What does it say that I’m too squeamish to watch the presidential debate this year but loved checking out the often dystopian art at the Design for Different Futures exhibit at The Walker?
Here is a brief description of the show from The Walker…
The role of designers in shaping how we think about possible futures is the subject of Designs for Different Futures, a major exhibition organized by the Walker Art Center, Philadelphia Museum of Art, and the Art Institute of Chicago. The presentation brings together some 80 dynamic works that address the challenges and opportunities that humans may encounter in the years, decades, and centuries ahead.
One misleading comment is the idea that these views are all from the future; they aren’t. It’s like going to see an engineer’s version of Pandora’s box except it’s not tightly closed and you can see hope wafting away. And then you get to the next item and the future is so cool you can’t wait for the future to come.
We started on a high note in the Labor room with the Catalog for the Post-Humans by Tim Parsons and Jessica Charlesworth. OK, the idea of post-humans doesn’t sound that positive but what they have is a collection of vendor machine oddities you can (theoretically) purchase to help you work smarter. My favorite was the Clickbaitwear; LED enhanced clothing that creates clickable content that emanates while you carry on with your day. Perhaps I find this irresistible because I feel like I often spend whole days producing content. The market plan that seems to put breastfeeding into the center of economic development was less appealing to me. Another person might feel exactly the opposite way about both.
There were other scenes from the future of work and life. A movie about a developer who creates perfect soulmate based on a Hollywood starlet of days gone by. With VR (virtual reality) goggles the video shows the developer on “dates” with his creation. It’s Pygmalion meets Twilight Zone but presented during a pandemic, there’s a slight appeal to the story that was never there before. Juxtaposed to the driverless car, might have helped. A driverless car and pretend BF, I could be going places!
There’s a video (Estrofem! Lab by Mary Maggic) that plays like a Saturday morning infomercial called Housewives Making Drugs, showing transfemme stars who to cook up estrogen cocktails at home. It’s funny to watch but asks so many sad questions. Why would someone cook up a concoction from a cooking show that played like a KTEL commercial? Is it the expense? The stigma? The boredom? Or a growing fear of going to a healthcare facility during a pandemic is an added dimension.
Ominous in the center of room is a costume from the Handmaid’s Tale, looming over us like a Supreme Court Justice selection. An example of life imitating art in the ugliest way. It make me wonder what it might be like to visit this exhibit with someone with differing views. Someone who doesn’t understand (or maybe care) that there’s a real problem when systemic racism causes technology to appear discriminatory. As is the case demonstrated by Joy Buolamwini with AI, Ain’t I a Woman?, who responds to algorithmic bias, which the fact that AI systems often either mischaracterize or fail to recognize dark-skinned faces with a speech and showing demonstrations of misreading faces of famous black women.

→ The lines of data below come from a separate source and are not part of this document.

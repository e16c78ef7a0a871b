//! # sluice-error
//!
//! Unified error type for the Sluice query router.
//!
//! Every error that crosses the submission boundary carries:
//! - A stable numeric code (SLUICE-XXXX)
//! - Structured JSON context
//! - An optional hint, and for breaker rejections a retry-after delay

mod code;
mod context;
mod convert;

pub use code::{ErrorCategory, ErrorCode};
pub use context::ErrorContext;
pub use convert::find_closest_match;

use serde::{Deserialize, Serialize};
use std::fmt;
use std::time::Duration;

/// The unified error type for all Sluice operations.
#[derive(Debug, Clone, Serialize, Deserialize)]
pub struct SluiceError {
    /// Numeric error code (e.g., "SLUICE-1004")
    pub code: ErrorCode,

    /// Human-readable error message
    pub message: String,

    /// Structured context for programmatic handling
    #[serde(skip_serializing_if = "Option::is_none")]
    pub context: Option<ErrorContext>,

    /// Suggestion for the caller
    #[serde(skip_serializing_if = "Option::is_none")]
    pub hint: Option<String>,

    /// Query or request correlation id
    #[serde(skip_serializing_if = "Option::is_none")]
    pub trace_id: Option<String>,
}

impl SluiceError {
    /// Create a new error with code and message
    pub fn new(code: ErrorCode, message: impl Into<String>) -> Self {
        Self {
            code,
            message: message.into(),
            context: None,
            hint: None,
            trace_id: None,
        }
    }

    /// Add structured context
    pub fn with_context(mut self, context: ErrorContext) -> Self {
        self.context = Some(context);
        self
    }

    /// Add a hint
    pub fn with_hint(mut self, hint: impl Into<String>) -> Self {
        self.hint = Some(hint.into());
        self
    }

    /// Add trace ID for correlation
    pub fn with_trace_id(mut self, trace_id: impl Into<String>) -> Self {
        self.trace_id = Some(trace_id.into());
        self
    }

    pub fn internal(message: impl Into<String>) -> Self {
        Self::new(ErrorCode::Internal, message)
    }

    /// Store-side execution failure, tagged transient or permanent.
    pub fn execution(store: impl Into<String>, message: impl Into<String>, transient: bool) -> Self {
        Self::new(ErrorCode::ExecutionFailed, message).with_context(ErrorContext::Execution {
            store: store.into(),
            transient,
            attempts: 1,
        })
    }

    pub fn cancelled(query_id: impl Into<String>) -> Self {
        let query_id = query_id.into();
        Self::new(
            ErrorCode::QueryCancelled,
            format!("Query {} was cancelled", query_id),
        )
        .with_trace_id(query_id)
    }

    /// Whether the failure is worth retrying for an idempotent read.
    ///
    /// Pool exhaustion, connect and execution timeouts are always transient.
    /// Store failures carry their own classification in the context.
    pub fn is_retryable(&self) -> bool {
        match self.code {
            ErrorCode::PoolExhausted
            | ErrorCode::ConnectionTimeout
            | ErrorCode::ExecutionTimeout => true,
            ErrorCode::ExecutionFailed => matches!(
                self.context,
                Some(ErrorContext::Execution {
                    transient: true,
                    ..
                })
            ),
            _ => false,
        }
    }

    /// Delay after which a breaker rejection may succeed.
    pub fn retry_after(&self) -> Option<Duration> {
        match &self.context {
            Some(ErrorContext::CircuitOpen { retry_after_ms, .. }) => {
                Some(Duration::from_millis(*retry_after_ms))
            }
            _ => None,
        }
    }

    /// Cancellations are excluded from failure metrics.
    pub fn is_cancellation(&self) -> bool {
        self.code == ErrorCode::QueryCancelled
    }

    /// Serialize to JSON for API responses
    pub fn to_json(&self) -> String {
        serde_json::to_string(self).unwrap_or_else(|e| {
            tracing::warn!("Failed to serialize SluiceError: {}", e);
            format!(
                r#"{{"code":"{}","message":"Serialization failed"}}"#,
                self.code
            )
        })
    }

    /// Serialize to pretty JSON for logging
    pub fn to_json_pretty(&self) -> String {
        serde_json::to_string_pretty(self).unwrap_or_else(|_| self.to_json())
    }
}

impl fmt::Display for SluiceError {
    fn fmt(&self, f: &mut fmt::Formatter<'_>) -> fmt::Result {
        write!(f, "[{}] {}", self.code, self.message)?;
        if let Some(hint) = &self.hint {
            write!(f, " (Hint: {})", hint)?;
        }
        Ok(())
    }
}

impl std::error::Error for SluiceError {}

/// Result type alias for Sluice operations
pub type Result<T> = std::result::Result<T, SluiceError>;

#[cfg(test)]
mod tests {
    use super::*;

    #[test]
    fn test_sluice_error_builder() {
        let err = SluiceError::new(ErrorCode::StoreNotFound, "Store not found")
            .with_hint("Check the stores section")
            .with_trace_id("12345");

        assert_eq!(err.code, ErrorCode::StoreNotFound);
        assert_eq!(err.message, "Store not found");
        assert_eq!(err.hint, Some("Check the stores section".to_string()));
        assert_eq!(err.trace_id, Some("12345".to_string()));
        assert!(err.context.is_none());
    }

    #[test]
    fn test_display_implementation() {
        let err = SluiceError::new(ErrorCode::PoolExhausted, "No connection available")
            .with_hint("Raise max_connections");

        assert_eq!(
            err.to_string(),
            "[SLUICE-1004] No connection available (Hint: Raise max_connections)"
        );

        let err_no_hint = SluiceError::internal("Crash");
        assert_eq!(err_no_hint.to_string(), "[SLUICE-5003] Crash");
    }

    #[test]
    fn test_retry_classification() {
        assert!(SluiceError::new(ErrorCode::PoolExhausted, "x").is_retryable());
        assert!(SluiceError::new(ErrorCode::ExecutionTimeout, "x").is_retryable());
        assert!(SluiceError::execution("oltp", "connection reset", true).is_retryable());
        assert!(!SluiceError::execution("oltp", "syntax error", false).is_retryable());
        assert!(!SluiceError::new(ErrorCode::CircuitOpen, "x").is_retryable());
        assert!(!SluiceError::cancelled("q1").is_retryable());
    }

    #[test]
    fn test_retry_after_hint() {
        let err = SluiceError::new(ErrorCode::CircuitOpen, "open").with_context(
            ErrorContext::CircuitOpen {
                breaker: "olap".to_string(),
                retry_after_ms: 1500,
            },
        );
        assert_eq!(err.retry_after(), Some(Duration::from_millis(1500)));
        assert_eq!(SluiceError::internal("x").retry_after(), None);
    }

    #[test]
    fn test_json_output() {
        let err = SluiceError::new(ErrorCode::PoolExhausted, "Too many connections");
        let json = err.to_json();

        assert!(json.contains("\"code\":\"SLUICE-1004\""));
        assert!(json.contains("\"message\":\"Too many connections\""));
    }
}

A terrifying work was Synthesizing Obama Learning Lip Sync from Audio from Supasorn Suwajanakorn, Steven M. Seitz and Ira Kemelmacher-Shlizerman. The short description – the artists were able to use hundreds of hours of video of President Obama speaking to train their software to match Obama’s video to new audio. In other words, they could literally put words in his mouth. The creators don’t say this is easy but they do prove that it is possible and that is terrifying enough.

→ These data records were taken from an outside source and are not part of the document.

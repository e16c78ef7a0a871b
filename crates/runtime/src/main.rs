//! Sluice Runtime Entry Point.
//!
//! Binary that configures and launches the query router.
//! It handles:
//! - Configuration loading
//! - Logging initialization
//! - Seeding local SQLite stores when none are configured
//! - Running a short demonstration workload and reporting metrics
use std::path::{Path, PathBuf};

use anyhow::Context;
use rusqlite::Connection;
use sluice_common::config::{AppConfig, DEFAULT_CONFIG_PATH};
use sluice_common::models::{Priority, QueryRequest};
use sluice_common::telemetry::{init_tracing, shutdown_telemetry};
use sluice_common::tenant::TenantContext;
use sluice_runtime::{QueryRouter, StoreFactories};

const DEMO_DATA_DIR: &str = "data";
const DEMO_ORDERS: usize = 500;

#[tokio::main]
async fn main() -> anyhow::Result<()> {
    let config_path =
        std::env::var("SLUICE_CONFIG").unwrap_or_else(|_| DEFAULT_CONFIG_PATH.to_string());
    let mut config = AppConfig::from_file(&config_path)
        .with_context(|| format!("Failed to load configuration from {}", config_path))?;

    init_tracing(&config.telemetry)?;
    tracing::info!(config = %config_path, "Tracing initialized");

    let data_dir = PathBuf::from(DEMO_DATA_DIR);
    if config.stores.oltp.url.is_empty() {
        config.stores.oltp.url = data_dir.join("oltp.db").display().to_string();
    }
    if config.stores.olap.url.is_empty() {
        config.stores.olap.url = data_dir.join("olap.db").display().to_string();
    }
    for url in [&config.stores.oltp.url, &config.stores.olap.url] {
        seed_demo_store(Path::new(url))
            .with_context(|| format!("Failed to seed demo store {}", url))?;
    }

    let factories = StoreFactories::sqlite(&config.stores);
    let router = QueryRouter::start(config, factories).await?;
    // Pretend the replica holds a full year of orders so reports go to OLAP.
    router.update_table_rows("orders", 5_000_000);
    router.update_table_rows("customers", 2_000);

    let tenant = TenantContext::user("demo");
    let workload = [
        QueryRequest::new("SELECT * FROM customers WHERE id = ?")
            .with_params(vec![serde_json::json!(7)])
            .with_priority(Priority::High),
        QueryRequest::new(
            "SELECT region, COUNT(*) AS orders, SUM(amount) AS revenue FROM orders GROUP BY region",
        ),
        QueryRequest::new(
            "SELECT region, COUNT(*) AS orders, SUM(amount) AS revenue FROM orders GROUP BY region",
        ),
        QueryRequest::new("UPDATE customers SET name = 'Renamed' WHERE id = ?")
            .with_params(vec![serde_json::json!(7)]),
    ];

    for request in workload {
        let sql = request.sql.clone();
        match router.submit(request.with_tenant(tenant.clone())).await {
            Ok(response) => tracing::info!(
                sql = %sql,
                store = %response.store_used,
                rows = response.data.row_count(),
                cache_hit = response.cache_hit,
                rewrites = ?response.applied_optimizations,
                duration_ms = response.execution_time_ms,
                "Demo query finished"
            ),
            Err(e) => tracing::error!(sql = %sql, error = %e, "Demo query failed"),
        }
    }

    let health = router.health().await;
    tracing::info!(status = ?health.status, "Health check");
    let metrics = serde_json::to_string(&router.metrics())?;
    tracing::info!(metrics = %metrics, "Router metrics");

    router.shutdown().await;
    shutdown_telemetry();

    Ok(())
}

/// Create the demo schema and rows unless the file already has them.
fn seed_demo_store(path: &Path) -> anyhow::Result<()> {
    if let Some(parent) = path.parent() {
        if !parent.as_os_str().is_empty() {
            std::fs::create_dir_all(parent)?;
        }
    }
    let mut conn = Connection::open(path)?;
    conn.execute_batch(
        "CREATE TABLE IF NOT EXISTS customers (id INTEGER PRIMARY KEY, name TEXT NOT NULL, region TEXT NOT NULL);
         CREATE TABLE IF NOT EXISTS orders (id INTEGER PRIMARY KEY, customer_id INTEGER NOT NULL, region TEXT NOT NULL, amount REAL NOT NULL);",
    )?;
    let existing: i64 = conn.query_row("SELECT COUNT(*) FROM orders", [], |row| row.get(0))?;
    if existing > 0 {
        return Ok(());
    }

    let regions = ["north", "south", "east", "west"];
    let tx = conn.transaction()?;
    for id in 1..=50usize {
        tx.execute(
            "INSERT INTO customers (id, name, region) VALUES (?1, ?2, ?3)",
            rusqlite::params![id as i64, format!("Customer {}", id), regions[id % regions.len()]],
        )?;
    }
    for id in 1..=DEMO_ORDERS {
        tx.execute(
            "INSERT INTO orders (id, customer_id, region, amount) VALUES (?1, ?2, ?3, ?4)",
            rusqlite::params![
                id as i64,
                (id % 50 + 1) as i64,
                regions[id % regions.len()],
                (id % 97) as f64 * 1.5
            ],
        )?;
    }
    tx.commit()?;
    Ok(())
}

Another less terrifying but too soon work was the handshake assessment (Normaal by Mark Henning); it’s interesting and kind of funny but a little too real. The Pancakebot almost balanced out the handshake. The idea that you can print out food is amazing. I remember hearing about it 8 years ago at a TED conference; so not new but nice to see it spreading. The exhibit also reminds me of the Science Gallery in Dublin.
There’s more – but I’ve left that for another visit. This isn’t a one-hour and done show. There’s a lot of video. There’s a lot to take in. There’s a lot to think and talk about!